Opinião
What happened?
Disse aos gémeos que sempre tivera o sonho de ir à televisão e eles não riram; abraçou-os com força.
Sempre teve o sonho de ir à televisão. Desde a noite em que toda a aldeia se reunira para assistir à inauguração do aparelho que o Tito do café comprara a prestações.
Todos juntos perante aquele milagre da tecnologia, prontos para serem arrebatados por aquela novidade; e foi ali, no meio de toda aquela gente impressionada e ávida de emoção, que sentiu estar perante algo que lhe proporcionaria uma janela de sonho.
Festival da canção de 1966, Madalena Iglésias a cantar Ele e Ela. Foi o que mais a impressionou.
A Iglésias era tão bonita, tinha uma expressividade que a encantou; cantava tão lindo; sorria como uma deusa. Era única. Parecia livre.

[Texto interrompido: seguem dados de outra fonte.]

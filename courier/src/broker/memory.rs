//! In-process broker that records traffic
//!
//! Behaves like an AMQP broker for the parts the emitter uses: queue
//! declarations are idempotent and reject inequivalent arguments, publishes
//! and direct queue sends are recorded in order. Failures can be injected per
//! operation to exercise cleanup paths.

use std::collections::{HashMap, VecDeque};
use std::sync::atomic::{AtomicUsize, Ordering};
use std::sync::Arc;

use parking_lot::Mutex;
use tracing::debug;

use super::{BrokerChannel, BrokerError, BrokerResult, MessageProperties, QueueOptions};
use crate::pool::ChannelManager;

/// Broker operations that can be made to fail
#[derive(Debug, Clone, Copy, PartialEq, Eq, Hash)]
pub enum Operation {
    Publish,
    SendToQueue,
    AssertQueue,
}

/// A message published to an exchange
#[derive(Debug, Clone)]
pub struct PublishedMessage {
    pub exchange: String,
    pub routing_key: String,
    pub body: Vec<u8>,
    pub properties: MessageProperties,
}

/// A message sent directly to a queue
#[derive(Debug, Clone)]
pub struct RoutedMessage {
    pub queue: String,
    pub body: Vec<u8>,
    pub properties: MessageProperties,
}

#[derive(Debug, Default)]
struct BrokerState {
    queues: HashMap<String, QueueOptions>,
    declarations: Vec<(String, QueueOptions)>,
    published: Vec<PublishedMessage>,
    routed: Vec<RoutedMessage>,
    queued_failures: HashMap<Operation, VecDeque<BrokerError>>,
    failing_routing_keys: HashMap<String, BrokerError>,
}

/// Shared handle to the in-process broker
#[derive(Debug, Clone, Default)]
pub struct MemoryBroker {
    state: Arc<Mutex<BrokerState>>,
    channels_opened: Arc<AtomicUsize>,
}

impl MemoryBroker {
    pub fn new() -> Self {
        Self::default()
    }

    /// Open a new channel on this broker
    pub fn channel(&self) -> MemoryChannel {
        let id = self.channels_opened.fetch_add(1, Ordering::SeqCst) + 1;
        MemoryChannel {
            id,
            state: Arc::clone(&self.state),
        }
    }

    /// Channel factory for a pool
    pub fn manager(&self) -> MemoryChannelManager {
        MemoryChannelManager {
            broker: self.clone(),
        }
    }

    /// Pre-declare a queue as if another producer had done so
    pub fn declare(&self, name: &str, options: QueueOptions) {
        self.state.lock().queues.insert(name.to_string(), options);
    }

    /// Fail the next call of `operation` with `error`
    pub fn fail_next(&self, operation: Operation, error: BrokerError) {
        self.state
            .lock()
            .queued_failures
            .entry(operation)
            .or_default()
            .push_back(error);
    }

    /// Fail every publish under `routing_key` with `error`
    pub fn fail_routing_key(&self, routing_key: &str, error: BrokerError) {
        self.state
            .lock()
            .failing_routing_keys
            .insert(routing_key.to_string(), error);
    }

    pub fn queue(&self, name: &str) -> Option<QueueOptions> {
        self.state.lock().queues.get(name).cloned()
    }

    /// Every declaration attempt, including failed ones
    pub fn declarations(&self) -> Vec<(String, QueueOptions)> {
        self.state.lock().declarations.clone()
    }

    pub fn published(&self) -> Vec<PublishedMessage> {
        self.state.lock().published.clone()
    }

    pub fn routed(&self) -> Vec<RoutedMessage> {
        self.state.lock().routed.clone()
    }

    pub fn channels_opened(&self) -> usize {
        self.channels_opened.load(Ordering::SeqCst)
    }
}

/// One channel on a [`MemoryBroker`]
#[derive(Debug)]
pub struct MemoryChannel {
    id: usize,
    state: Arc<Mutex<BrokerState>>,
}

impl MemoryChannel {
    pub fn id(&self) -> usize {
        self.id
    }
}

impl BrokerState {
    fn take_failure(&mut self, operation: Operation) -> Option<BrokerError> {
        self.queued_failures
            .get_mut(&operation)
            .and_then(VecDeque::pop_front)
    }
}

#[async_trait::async_trait]
impl BrokerChannel for MemoryChannel {
    async fn publish(
        &mut self,
        exchange: &str,
        routing_key: &str,
        body: &[u8],
        properties: &MessageProperties,
    ) -> BrokerResult<()> {
        let mut state = self.state.lock();
        if let Some(err) = state.take_failure(Operation::Publish) {
            return Err(err);
        }
        if let Some(err) = state.failing_routing_keys.get(routing_key) {
            return Err(err.clone());
        }

        debug!(channel = self.id, exchange, routing_key, "memory publish");
        state.published.push(PublishedMessage {
            exchange: exchange.to_string(),
            routing_key: routing_key.to_string(),
            body: body.to_vec(),
            properties: properties.clone(),
        });
        Ok(())
    }

    async fn send_to_queue(
        &mut self,
        queue: &str,
        body: &[u8],
        properties: &MessageProperties,
    ) -> BrokerResult<()> {
        let mut state = self.state.lock();
        if let Some(err) = state.take_failure(Operation::SendToQueue) {
            return Err(err);
        }
        if !state.queues.contains_key(queue) {
            return Err(BrokerError::Rejected(format!("NOT_FOUND - no queue '{}'", queue)));
        }

        debug!(channel = self.id, queue, "memory send to queue");
        state.routed.push(RoutedMessage {
            queue: queue.to_string(),
            body: body.to_vec(),
            properties: properties.clone(),
        });
        Ok(())
    }

    async fn assert_queue(&mut self, name: &str, options: &QueueOptions) -> BrokerResult<()> {
        let mut state = self.state.lock();
        state.declarations.push((name.to_string(), options.clone()));
        if let Some(err) = state.take_failure(Operation::AssertQueue) {
            return Err(err);
        }

        match state.queues.get(name) {
            None => {
                state.queues.insert(name.to_string(), options.clone());
                Ok(())
            }
            Some(existing) => match first_inequivalent(existing, options) {
                None => Ok(()),
                Some(argument) => Err(BrokerError::PreconditionFailed {
                    message: format!(
                        "PRECONDITION_FAILED - inequivalent arg '{}' for queue '{}' in vhost '/'",
                        argument, name
                    ),
                    argument,
                }),
            },
        }
    }
}

fn first_inequivalent(existing: &QueueOptions, requested: &QueueOptions) -> Option<String> {
    if existing.durable != requested.durable {
        return Some("durable".to_string());
    }
    if existing.exclusive != requested.exclusive {
        return Some("exclusive".to_string());
    }
    if existing.auto_delete != requested.auto_delete {
        return Some("auto_delete".to_string());
    }

    let current = existing.arguments();
    let wanted = requested.arguments();
    current
        .keys()
        .chain(wanted.keys())
        .find(|key| current.get(*key) != wanted.get(*key))
        .map(|key| key.to_string())
}

/// Creates [`MemoryChannel`]s for a pool
#[derive(Debug, Clone)]
pub struct MemoryChannelManager {
    broker: MemoryBroker,
}

#[async_trait::async_trait]
impl ChannelManager for MemoryChannelManager {
    type Channel = MemoryChannel;

    async fn create(&self) -> BrokerResult<MemoryChannel> {
        Ok(self.broker.channel())
    }
}

#[cfg(test)]
mod tests {
    use super::*;
    use crate::broker::arguments;

    fn delay_queue(expires: u64) -> QueueOptions {
        QueueOptions {
            durable: true,
            auto_delete: true,
            dead_letter_exchange: Some("courier".to_string()),
            dead_letter_routing_key: Some("order.created".to_string()),
            expires: Some(expires),
            ..Default::default()
        }
    }

    #[tokio::test]
    async fn test_redeclare_identical_is_noop() {
        let broker = MemoryBroker::new();
        let mut channel = broker.channel();

        channel.assert_queue("d:courier:order.created:1", &delay_queue(1000)).await.unwrap();
        channel.assert_queue("d:courier:order.created:1", &delay_queue(1000)).await.unwrap();

        assert_eq!(broker.declarations().len(), 2);
        assert_eq!(broker.queue("d:courier:order.created:1"), Some(delay_queue(1000)));
    }

    #[tokio::test]
    async fn test_inequivalent_expiry_conflicts() {
        let broker = MemoryBroker::new();
        let mut channel = broker.channel();

        channel.assert_queue("q", &delay_queue(1000)).await.unwrap();
        let err = channel.assert_queue("q", &delay_queue(2000)).await.unwrap_err();

        assert!(err.is_inequivalent_arg(arguments::EXPIRES));
        assert_eq!(broker.queue("q"), Some(delay_queue(1000)));
    }

    #[tokio::test]
    async fn test_injected_failure_applies_once() {
        let broker = MemoryBroker::new();
        let mut channel = broker.channel();
        let properties = MessageProperties {
            message_id: "m-1".to_string(),
            app_id: "test".to_string(),
            timestamp: 0,
            headers: Default::default(),
            content_type: "application/json".to_string(),
            persistent: true,
            priority: None,
            expiration: None,
        };

        broker.fail_next(Operation::Publish, BrokerError::ChannelClosed("reset".to_string()));

        assert!(channel.publish("x", "k", b"null", &properties).await.is_err());
        assert!(channel.publish("x", "k", b"null", &properties).await.is_ok());
        assert_eq!(broker.published().len(), 1);
    }

    #[tokio::test]
    async fn test_send_to_missing_queue_rejected() {
        let broker = MemoryBroker::new();
        let mut channel = broker.channel();
        let properties = MessageProperties {
            message_id: "m-1".to_string(),
            app_id: "test".to_string(),
            timestamp: 0,
            headers: Default::default(),
            content_type: "application/json".to_string(),
            persistent: true,
            priority: None,
            expiration: None,
        };

        let err = channel.send_to_queue("nope", b"{}", &properties).await.unwrap_err();
        assert!(matches!(err, BrokerError::Rejected(_)));
    }
}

Nessa noite de insónia pensou que possivelmente aquela artista seria uma mulher normal, como todas as outras mulheres; excepto quando estava na televisão: transfigurava-se naquele ser belo e hipnotizante.
Na manhã seguinte foi perguntar ao Tito do café se a deixava trabalhar lá.

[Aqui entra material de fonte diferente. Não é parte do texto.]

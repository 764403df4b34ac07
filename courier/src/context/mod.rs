//! Ambient execution context
//!
//! Correlation and trace state for the current logical request lives in a
//! tokio task-local. A send started outside any context runs inside a fresh
//! root context scoped to that send.
//!
//! Task-locals do not follow `tokio::spawn`; spawn inside
//! [`run_and_return`] again to carry a context into a new task.

use std::collections::HashMap;
use std::future::Future;

use tracing::debug;
use uuid::Uuid;

use crate::observability::{Carrier, SpanContext, Tracer};

tokio::task_local! {
    static CURRENT: ExecutionContext;
}

/// Correlation state for one logical request
#[derive(Debug, Clone, PartialEq, Eq)]
pub struct ExecutionContext {
    correlation_id: String,
    origin: bool,
    span: Option<SpanContext>,
    values: HashMap<String, String>,
}

impl ExecutionContext {
    /// Context for work that starts here rather than continuing a trace
    pub fn root() -> Self {
        Self {
            correlation_id: Uuid::new_v4().to_string(),
            origin: true,
            span: None,
            values: HashMap::new(),
        }
    }

    /// Context continuing the trace `parent` belongs to
    pub fn continuation(parent: SpanContext) -> Self {
        Self {
            correlation_id: parent.trace_id.to_string(),
            origin: false,
            span: Some(parent),
            values: HashMap::new(),
        }
    }

    /// Resume a trace from message headers, or start a root context if the
    /// carrier holds nothing usable
    pub fn from_carrier(tracer: &dyn Tracer, carrier: &Carrier) -> Self {
        match tracer.extract(carrier) {
            Some(parent) => Self::continuation(parent),
            None => Self::root(),
        }
    }

    pub fn with_value(mut self, key: impl Into<String>, value: impl Into<String>) -> Self {
        self.values.insert(key.into(), value.into());
        self
    }

    pub fn correlation_id(&self) -> &str {
        &self.correlation_id
    }

    /// True when this context started a new trace
    pub fn is_origin(&self) -> bool {
        self.origin
    }

    /// The span new work should be a child of
    pub fn span(&self) -> Option<&SpanContext> {
        self.span.as_ref()
    }

    pub fn value(&self, key: &str) -> Option<&str> {
        self.values.get(key).map(String::as_str)
    }
}

pub fn is_active() -> bool {
    CURRENT.try_with(|_| ()).is_ok()
}

/// Snapshot of the active context
pub fn current() -> Option<ExecutionContext> {
    CURRENT.try_with(Clone::clone).ok()
}

/// Look up a value stored in the active context
pub fn get(key: &str) -> Option<String> {
    CURRENT
        .try_with(|ctx| ctx.value(key).map(str::to_string))
        .ok()
        .flatten()
}

/// Run `fut` inside `ctx`, returning its output
pub async fn run_and_return<F: Future>(ctx: ExecutionContext, fut: F) -> F::Output {
    CURRENT.scope(ctx, fut).await
}

/// Run `fut` in the active context, establishing a root context first if
/// there is none
pub async fn ensure<F: Future>(fut: F) -> F::Output {
    if is_active() {
        fut.await
    } else {
        let ctx = ExecutionContext::root();
        debug!(correlation_id = %ctx.correlation_id, "No active context, starting root context");
        run_and_return(ctx, fut).await
    }
}

#[cfg(test)]
mod tests {
    use super::*;
    use crate::observability::W3cTracer;

    #[tokio::test]
    async fn test_inactive_outside_scope() {
        assert!(!is_active());
        assert!(current().is_none());
        assert_eq!(get("tenant"), None);
    }

    #[tokio::test]
    async fn test_run_and_return_scopes_values() {
        let ctx = ExecutionContext::root().with_value("tenant", "acme");

        let seen = run_and_return(ctx, async { (is_active(), get("tenant")) }).await;

        assert_eq!(seen, (true, Some("acme".to_string())));
        assert!(!is_active());
    }

    #[tokio::test]
    async fn test_ensure_creates_root_when_absent() {
        let ctx = ensure(async { current() }).await.unwrap();
        assert!(ctx.is_origin());
        assert!(ctx.span().is_none());
    }

    #[tokio::test]
    async fn test_ensure_keeps_existing_context() {
        let parent = SpanContext::new_root();
        let outer = ExecutionContext::continuation(parent);

        let inner = run_and_return(outer.clone(), ensure(async { current() }))
            .await
            .unwrap();

        assert_eq!(inner, outer);
        assert!(!inner.is_origin());
        assert_eq!(inner.correlation_id(), parent.trace_id.to_string());
    }

    #[test]
    fn test_from_carrier() {
        let tracer = W3cTracer;
        let parent = SpanContext::new_root();
        let mut carrier = Carrier::new();
        tracer.inject(&parent, &mut carrier);

        let ctx = ExecutionContext::from_carrier(&tracer, &carrier);
        assert_eq!(ctx.span(), Some(&parent));

        let ctx = ExecutionContext::from_carrier(&tracer, &Carrier::new());
        assert!(ctx.is_origin());
    }
}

Ele demorou seis meses a dizer que sim; um ano depois, atribuiu-lhe a responsabilidade de ligar e desligar o aparelho televisivo (como ele lhe chamava).
Sentiu-se poderosa, era como se tivesse o poder de ligar e desligar sonhos.

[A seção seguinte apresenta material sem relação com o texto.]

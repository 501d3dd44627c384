pub mod analyzer;
pub mod boundary;
pub mod cli;
pub mod config;
pub mod content;
pub mod domain;
pub mod error;
pub mod git;
pub mod manifest;
pub mod packager;
pub mod publish;
pub mod ui;
pub mod validate;

pub use error::{ReleaseError, Result};
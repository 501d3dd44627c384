use thiserror::Error;

/// Unified error type for release pipeline operations
#[derive(Error, Debug)]
pub enum ReleaseError {
    #[error("Git operation failed: {0}")]
    Git(#[from] git2::Error),

    #[error("Configuration error: {0}")]
    Config(String),

    #[error("Version parsing error: {0}")]
    Version(String),

    #[error("Tag error: {0}")]
    Tag(String),

    #[error("Remote operation failed: {0}")]
    Remote(String),

    #[error("Required file missing: {0}")]
    MissingFile(String),

    #[error("Manifest update failed: {0}")]
    Manifest(String),

    #[error("Package validation failed: {0}")]
    Validation(String),

    #[error("Release publication failed: {0}")]
    Publish(String),

    #[error("I/O error: {0}")]
    Io(#[from] std::io::Error),

    #[error("JSON error: {0}")]
    Json(#[from] serde_json::Error),

    #[error("Archive error: {0}")]
    Archive(#[from] zip::result::ZipError),

    #[error("HTTP error: {0}")]
    Http(#[from] reqwest::Error),
}

/// Convenience type alias for Results in the release pipeline
pub type Result<T> = std::result::Result<T, ReleaseError>;

impl ReleaseError {
    /// Create a configuration error with context
    pub fn config(msg: impl Into<String>) -> Self {
        ReleaseError::Config(msg.into())
    }

    /// Create a version error with context
    pub fn version(msg: impl Into<String>) -> Self {
        ReleaseError::Version(msg.into())
    }

    /// Create a tag error with context
    pub fn tag(msg: impl Into<String>) -> Self {
        ReleaseError::Tag(msg.into())
    }

    /// Create a remote error with context
    pub fn remote(msg: impl Into<String>) -> Self {
        ReleaseError::Remote(msg.into())
    }

    pub fn missing_file(path: impl Into<String>) -> Self {
        ReleaseError::MissingFile(path.into())
    }

    pub fn manifest(msg: impl Into<String>) -> Self {
        ReleaseError::Manifest(msg.into())
    }

    pub fn validation(msg: impl Into<String>) -> Self {
        ReleaseError::Validation(msg.into())
    }

    pub fn publish(msg: impl Into<String>) -> Self {
        ReleaseError::Publish(msg.into())
    }

    /// True for errors raised before any file or repository was touched.
    pub fn is_input_error(&self) -> bool {
        matches!(self, ReleaseError::Version(_) | ReleaseError::Config(_))
    }
}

Pensava nas pessoas que via na televisão. Sabia que eram feitas de carne e medo, tal com as outras pessoas; contudo, a televisão dava-lhes vida nova, um outro sentido e propósito. Dava-lhes individualidade.
Não as invejava, mas sonhava com a possibilidade de partilhar aquele mundo durante uns momentos; respirar o mesmo ar, sentir a mesma alegria; estar do lado de lá. Ser única. Mas os dias apenas lhe traziam mais repetições de realidade.
Sucederam-se os festivais da canção, Simone e Tordo, casou com o filho mais novo do Tito, Carlos do Carmo enterneceu-a e logo depois nasceram os gémeos, teve uma televisão nova só para si, veio o Paião que a encantou e a seguir morreu.
Deixou o café e continuou a sonhar.
Por vezes, ria com muita vontade. Outras vezes, chorava com desespero.
Deixou de seguir o festival da canção e começou a ver novelas, onde as pessoas também riam e choravam; onde as pessoas tinham pequenos-almoços maravilhosos.
Adorava os pequenos-almoços das novelas.
Disse aos gémeos que sempre tivera o sonho de ir à televisão e eles não riram; abraçou-os com força.
Percebiam a importância do sonho, e isso deixou-a alegre.
Os dias passavam vagarosos. E de repente percebeu que não eram os dias que estavam a passar; eram os anos.
Lembrava-se da Iglésias e sorria com tristeza. Para onde vai o tempo? Para que servem os sonhos? Porque nunca tinha pequenos-almoços maravilhosos?
“What happened to Madalena Iglésias?”
Até as pessoas da televisão se perdem no tempo, até para elas a janela se fecha.
Os anos continuaram a passar; e pareciam dias.
Por vezes, os gémeos falavam em levá-la ao “Preço certo”. Mas a intenção nunca se concretizava; podia olhar através das janelas, mas não conseguia transpô-las.
Era o que diria à Iglésias, se um dia tomasse um pequeno-almoço com ela: estamos presas do lado de cá das janelas.